● Goal of the exercise: Nothing beyond the line containing "use cw_audio::detector::CryDetector;" should be printed; print each line exactly from the first line of the listing below through it.

● The input:
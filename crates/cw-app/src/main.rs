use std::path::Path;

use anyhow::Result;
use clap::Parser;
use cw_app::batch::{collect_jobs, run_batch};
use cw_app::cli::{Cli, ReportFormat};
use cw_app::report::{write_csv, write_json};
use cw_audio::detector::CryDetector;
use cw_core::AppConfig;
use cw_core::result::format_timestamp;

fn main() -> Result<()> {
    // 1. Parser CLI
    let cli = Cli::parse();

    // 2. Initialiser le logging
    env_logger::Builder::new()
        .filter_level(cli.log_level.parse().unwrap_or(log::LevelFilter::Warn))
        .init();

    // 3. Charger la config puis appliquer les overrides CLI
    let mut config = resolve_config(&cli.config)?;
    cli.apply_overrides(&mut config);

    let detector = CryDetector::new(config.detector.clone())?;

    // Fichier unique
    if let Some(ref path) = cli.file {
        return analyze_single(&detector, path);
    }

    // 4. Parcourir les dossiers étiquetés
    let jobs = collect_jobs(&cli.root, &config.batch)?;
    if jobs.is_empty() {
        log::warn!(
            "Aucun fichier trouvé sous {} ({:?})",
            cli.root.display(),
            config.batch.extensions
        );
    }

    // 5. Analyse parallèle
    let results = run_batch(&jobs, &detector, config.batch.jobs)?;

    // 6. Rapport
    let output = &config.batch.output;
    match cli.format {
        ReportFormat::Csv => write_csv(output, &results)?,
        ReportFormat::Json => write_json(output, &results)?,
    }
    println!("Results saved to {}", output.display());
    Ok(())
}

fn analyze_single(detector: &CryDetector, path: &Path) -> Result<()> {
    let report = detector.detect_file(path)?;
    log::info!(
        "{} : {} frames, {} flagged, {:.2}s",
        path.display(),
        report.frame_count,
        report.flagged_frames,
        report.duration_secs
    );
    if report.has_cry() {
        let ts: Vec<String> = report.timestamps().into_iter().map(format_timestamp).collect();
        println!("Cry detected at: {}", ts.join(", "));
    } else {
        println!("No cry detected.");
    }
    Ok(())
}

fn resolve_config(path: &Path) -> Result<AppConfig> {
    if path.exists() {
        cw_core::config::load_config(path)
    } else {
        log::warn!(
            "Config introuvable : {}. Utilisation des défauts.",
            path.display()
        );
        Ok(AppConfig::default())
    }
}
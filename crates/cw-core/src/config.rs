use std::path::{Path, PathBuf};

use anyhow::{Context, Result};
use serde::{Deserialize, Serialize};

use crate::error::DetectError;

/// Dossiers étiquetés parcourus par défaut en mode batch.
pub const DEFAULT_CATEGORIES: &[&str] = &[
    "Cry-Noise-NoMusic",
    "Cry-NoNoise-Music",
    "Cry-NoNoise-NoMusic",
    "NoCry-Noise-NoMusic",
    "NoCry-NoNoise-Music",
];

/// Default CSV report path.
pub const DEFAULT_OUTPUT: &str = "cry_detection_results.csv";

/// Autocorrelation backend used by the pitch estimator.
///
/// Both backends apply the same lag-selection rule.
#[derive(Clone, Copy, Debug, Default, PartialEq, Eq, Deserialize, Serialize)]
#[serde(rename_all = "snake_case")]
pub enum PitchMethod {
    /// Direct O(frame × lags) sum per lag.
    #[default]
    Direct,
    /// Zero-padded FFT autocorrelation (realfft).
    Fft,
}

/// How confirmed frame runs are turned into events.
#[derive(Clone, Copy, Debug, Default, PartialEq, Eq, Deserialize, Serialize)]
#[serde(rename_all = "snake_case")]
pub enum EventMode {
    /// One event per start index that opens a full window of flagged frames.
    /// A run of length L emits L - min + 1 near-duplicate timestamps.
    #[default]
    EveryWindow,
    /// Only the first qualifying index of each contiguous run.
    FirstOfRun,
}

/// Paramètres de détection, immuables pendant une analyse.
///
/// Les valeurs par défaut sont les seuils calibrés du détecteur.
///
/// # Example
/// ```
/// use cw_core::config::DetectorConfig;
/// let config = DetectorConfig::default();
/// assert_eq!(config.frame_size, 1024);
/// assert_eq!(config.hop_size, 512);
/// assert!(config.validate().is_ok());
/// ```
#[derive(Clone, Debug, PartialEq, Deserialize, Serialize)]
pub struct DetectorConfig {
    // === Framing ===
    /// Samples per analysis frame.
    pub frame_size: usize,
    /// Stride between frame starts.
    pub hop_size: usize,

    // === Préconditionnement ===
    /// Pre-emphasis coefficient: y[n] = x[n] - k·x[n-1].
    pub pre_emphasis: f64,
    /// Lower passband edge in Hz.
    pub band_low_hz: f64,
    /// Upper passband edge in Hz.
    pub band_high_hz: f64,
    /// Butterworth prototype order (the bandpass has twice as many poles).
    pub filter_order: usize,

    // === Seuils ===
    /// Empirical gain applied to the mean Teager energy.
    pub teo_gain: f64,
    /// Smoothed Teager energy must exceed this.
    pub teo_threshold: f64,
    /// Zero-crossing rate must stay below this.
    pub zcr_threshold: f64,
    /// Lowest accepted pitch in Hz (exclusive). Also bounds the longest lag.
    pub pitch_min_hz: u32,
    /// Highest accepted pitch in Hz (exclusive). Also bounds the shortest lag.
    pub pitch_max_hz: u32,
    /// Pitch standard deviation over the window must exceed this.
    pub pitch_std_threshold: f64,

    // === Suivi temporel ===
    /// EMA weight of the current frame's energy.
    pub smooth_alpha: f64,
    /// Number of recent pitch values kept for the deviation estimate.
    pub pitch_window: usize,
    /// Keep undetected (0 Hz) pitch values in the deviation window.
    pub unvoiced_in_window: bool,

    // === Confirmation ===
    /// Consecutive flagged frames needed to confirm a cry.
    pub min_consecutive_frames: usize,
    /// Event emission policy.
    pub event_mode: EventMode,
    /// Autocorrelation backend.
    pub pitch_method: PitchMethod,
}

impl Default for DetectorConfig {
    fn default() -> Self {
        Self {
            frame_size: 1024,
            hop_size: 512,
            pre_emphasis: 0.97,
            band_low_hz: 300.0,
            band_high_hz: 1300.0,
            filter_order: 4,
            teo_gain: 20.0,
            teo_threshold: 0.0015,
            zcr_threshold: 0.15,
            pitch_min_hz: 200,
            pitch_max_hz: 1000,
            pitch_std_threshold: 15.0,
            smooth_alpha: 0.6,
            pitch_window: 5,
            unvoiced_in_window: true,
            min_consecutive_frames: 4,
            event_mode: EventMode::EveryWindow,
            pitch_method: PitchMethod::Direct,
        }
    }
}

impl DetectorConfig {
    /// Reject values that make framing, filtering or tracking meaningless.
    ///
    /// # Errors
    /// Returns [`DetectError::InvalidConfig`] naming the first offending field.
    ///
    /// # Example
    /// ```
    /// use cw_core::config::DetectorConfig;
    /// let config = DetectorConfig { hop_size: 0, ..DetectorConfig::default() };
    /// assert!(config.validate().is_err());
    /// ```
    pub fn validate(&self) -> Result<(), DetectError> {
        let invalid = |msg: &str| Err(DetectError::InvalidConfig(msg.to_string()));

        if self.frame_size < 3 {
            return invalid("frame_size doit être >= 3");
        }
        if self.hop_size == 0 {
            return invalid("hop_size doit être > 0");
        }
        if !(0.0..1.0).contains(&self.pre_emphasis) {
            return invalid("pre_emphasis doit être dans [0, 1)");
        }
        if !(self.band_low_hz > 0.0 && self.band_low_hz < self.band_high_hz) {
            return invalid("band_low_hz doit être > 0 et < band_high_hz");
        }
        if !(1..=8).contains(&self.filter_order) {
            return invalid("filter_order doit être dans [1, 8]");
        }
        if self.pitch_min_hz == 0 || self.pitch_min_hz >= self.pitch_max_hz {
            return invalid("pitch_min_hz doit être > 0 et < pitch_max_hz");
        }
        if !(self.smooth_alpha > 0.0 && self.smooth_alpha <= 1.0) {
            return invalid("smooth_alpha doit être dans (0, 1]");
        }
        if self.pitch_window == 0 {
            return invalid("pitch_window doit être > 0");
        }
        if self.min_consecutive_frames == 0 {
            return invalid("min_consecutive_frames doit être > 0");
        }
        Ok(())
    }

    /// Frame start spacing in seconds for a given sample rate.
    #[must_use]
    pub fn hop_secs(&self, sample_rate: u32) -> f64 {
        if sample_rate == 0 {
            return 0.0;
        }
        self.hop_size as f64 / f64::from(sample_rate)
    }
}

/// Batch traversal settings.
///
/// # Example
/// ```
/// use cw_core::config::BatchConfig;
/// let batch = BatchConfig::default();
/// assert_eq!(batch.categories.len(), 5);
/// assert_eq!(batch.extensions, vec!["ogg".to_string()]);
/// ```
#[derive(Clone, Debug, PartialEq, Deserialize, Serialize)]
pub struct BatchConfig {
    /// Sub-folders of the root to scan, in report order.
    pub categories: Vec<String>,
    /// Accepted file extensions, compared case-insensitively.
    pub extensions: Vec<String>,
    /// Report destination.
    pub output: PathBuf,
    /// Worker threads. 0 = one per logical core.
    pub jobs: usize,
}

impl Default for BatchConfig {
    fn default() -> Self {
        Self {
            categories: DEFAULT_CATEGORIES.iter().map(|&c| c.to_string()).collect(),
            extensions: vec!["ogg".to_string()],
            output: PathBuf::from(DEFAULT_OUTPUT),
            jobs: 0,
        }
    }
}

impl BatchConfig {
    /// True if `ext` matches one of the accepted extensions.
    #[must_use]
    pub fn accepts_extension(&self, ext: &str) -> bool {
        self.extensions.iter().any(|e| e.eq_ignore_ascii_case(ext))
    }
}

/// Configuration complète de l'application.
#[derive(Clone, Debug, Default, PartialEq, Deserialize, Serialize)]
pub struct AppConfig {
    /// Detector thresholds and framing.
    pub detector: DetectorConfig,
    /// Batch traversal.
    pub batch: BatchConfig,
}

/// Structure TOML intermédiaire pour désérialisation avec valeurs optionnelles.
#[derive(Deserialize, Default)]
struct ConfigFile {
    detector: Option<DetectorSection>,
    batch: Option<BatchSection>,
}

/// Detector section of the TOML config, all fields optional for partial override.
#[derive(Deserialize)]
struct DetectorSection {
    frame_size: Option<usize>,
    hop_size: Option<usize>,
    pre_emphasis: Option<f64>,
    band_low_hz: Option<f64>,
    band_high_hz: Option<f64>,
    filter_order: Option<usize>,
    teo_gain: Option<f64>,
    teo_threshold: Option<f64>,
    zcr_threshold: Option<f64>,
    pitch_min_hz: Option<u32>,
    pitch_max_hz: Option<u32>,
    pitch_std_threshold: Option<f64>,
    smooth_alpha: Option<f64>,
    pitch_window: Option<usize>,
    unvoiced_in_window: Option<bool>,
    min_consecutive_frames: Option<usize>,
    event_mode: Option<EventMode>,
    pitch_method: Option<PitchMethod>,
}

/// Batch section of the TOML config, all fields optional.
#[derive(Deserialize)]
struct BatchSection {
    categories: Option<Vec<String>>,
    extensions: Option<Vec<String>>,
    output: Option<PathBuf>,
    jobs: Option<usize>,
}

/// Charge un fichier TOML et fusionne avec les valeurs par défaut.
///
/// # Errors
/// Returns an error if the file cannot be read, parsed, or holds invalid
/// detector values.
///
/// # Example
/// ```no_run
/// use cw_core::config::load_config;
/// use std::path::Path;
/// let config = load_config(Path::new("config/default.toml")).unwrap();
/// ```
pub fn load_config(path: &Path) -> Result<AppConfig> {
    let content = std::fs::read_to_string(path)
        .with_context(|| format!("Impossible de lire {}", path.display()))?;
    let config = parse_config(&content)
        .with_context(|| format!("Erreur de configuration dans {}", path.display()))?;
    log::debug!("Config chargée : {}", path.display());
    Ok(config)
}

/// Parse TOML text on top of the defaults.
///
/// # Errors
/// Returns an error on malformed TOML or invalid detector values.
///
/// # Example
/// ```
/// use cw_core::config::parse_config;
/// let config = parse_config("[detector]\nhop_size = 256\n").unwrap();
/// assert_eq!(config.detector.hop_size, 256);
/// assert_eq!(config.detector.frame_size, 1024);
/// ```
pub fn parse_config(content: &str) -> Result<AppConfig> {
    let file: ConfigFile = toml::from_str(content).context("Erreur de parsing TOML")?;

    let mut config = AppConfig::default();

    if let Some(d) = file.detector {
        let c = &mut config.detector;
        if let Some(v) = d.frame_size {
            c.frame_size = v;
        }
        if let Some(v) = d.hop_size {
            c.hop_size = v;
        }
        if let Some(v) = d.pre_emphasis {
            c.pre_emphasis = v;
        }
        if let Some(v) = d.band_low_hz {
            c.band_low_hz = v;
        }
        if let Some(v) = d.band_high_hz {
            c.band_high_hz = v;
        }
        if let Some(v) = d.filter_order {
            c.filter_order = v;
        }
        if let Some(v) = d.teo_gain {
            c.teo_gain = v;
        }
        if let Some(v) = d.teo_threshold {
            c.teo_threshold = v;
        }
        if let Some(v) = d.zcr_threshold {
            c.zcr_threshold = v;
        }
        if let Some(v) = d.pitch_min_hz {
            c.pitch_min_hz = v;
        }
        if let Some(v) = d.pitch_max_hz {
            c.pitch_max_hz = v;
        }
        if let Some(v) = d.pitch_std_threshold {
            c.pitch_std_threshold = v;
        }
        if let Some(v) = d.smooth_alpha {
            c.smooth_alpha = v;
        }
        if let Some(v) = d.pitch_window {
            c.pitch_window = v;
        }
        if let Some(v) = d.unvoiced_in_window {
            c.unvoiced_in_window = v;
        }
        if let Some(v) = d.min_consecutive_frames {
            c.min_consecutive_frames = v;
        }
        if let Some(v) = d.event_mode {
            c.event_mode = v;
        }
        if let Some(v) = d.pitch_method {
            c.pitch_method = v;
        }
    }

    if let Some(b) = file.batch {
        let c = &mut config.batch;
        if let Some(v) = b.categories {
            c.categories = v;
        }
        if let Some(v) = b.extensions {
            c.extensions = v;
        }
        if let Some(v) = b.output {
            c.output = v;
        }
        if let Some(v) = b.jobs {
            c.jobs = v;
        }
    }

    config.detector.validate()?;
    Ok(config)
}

● Completed task:
filename crates/cw-app/src/main.rs
use std::path::Path;

use anyhow::Result;
use clap::Parser;
use cw_app::batch::{collect_jobs, run_batch};
use cw_app::cli::{Cli, ReportFormat};
use cw_app::report::{write_csv, write_json};
use cw_audio::detector::CryDetector;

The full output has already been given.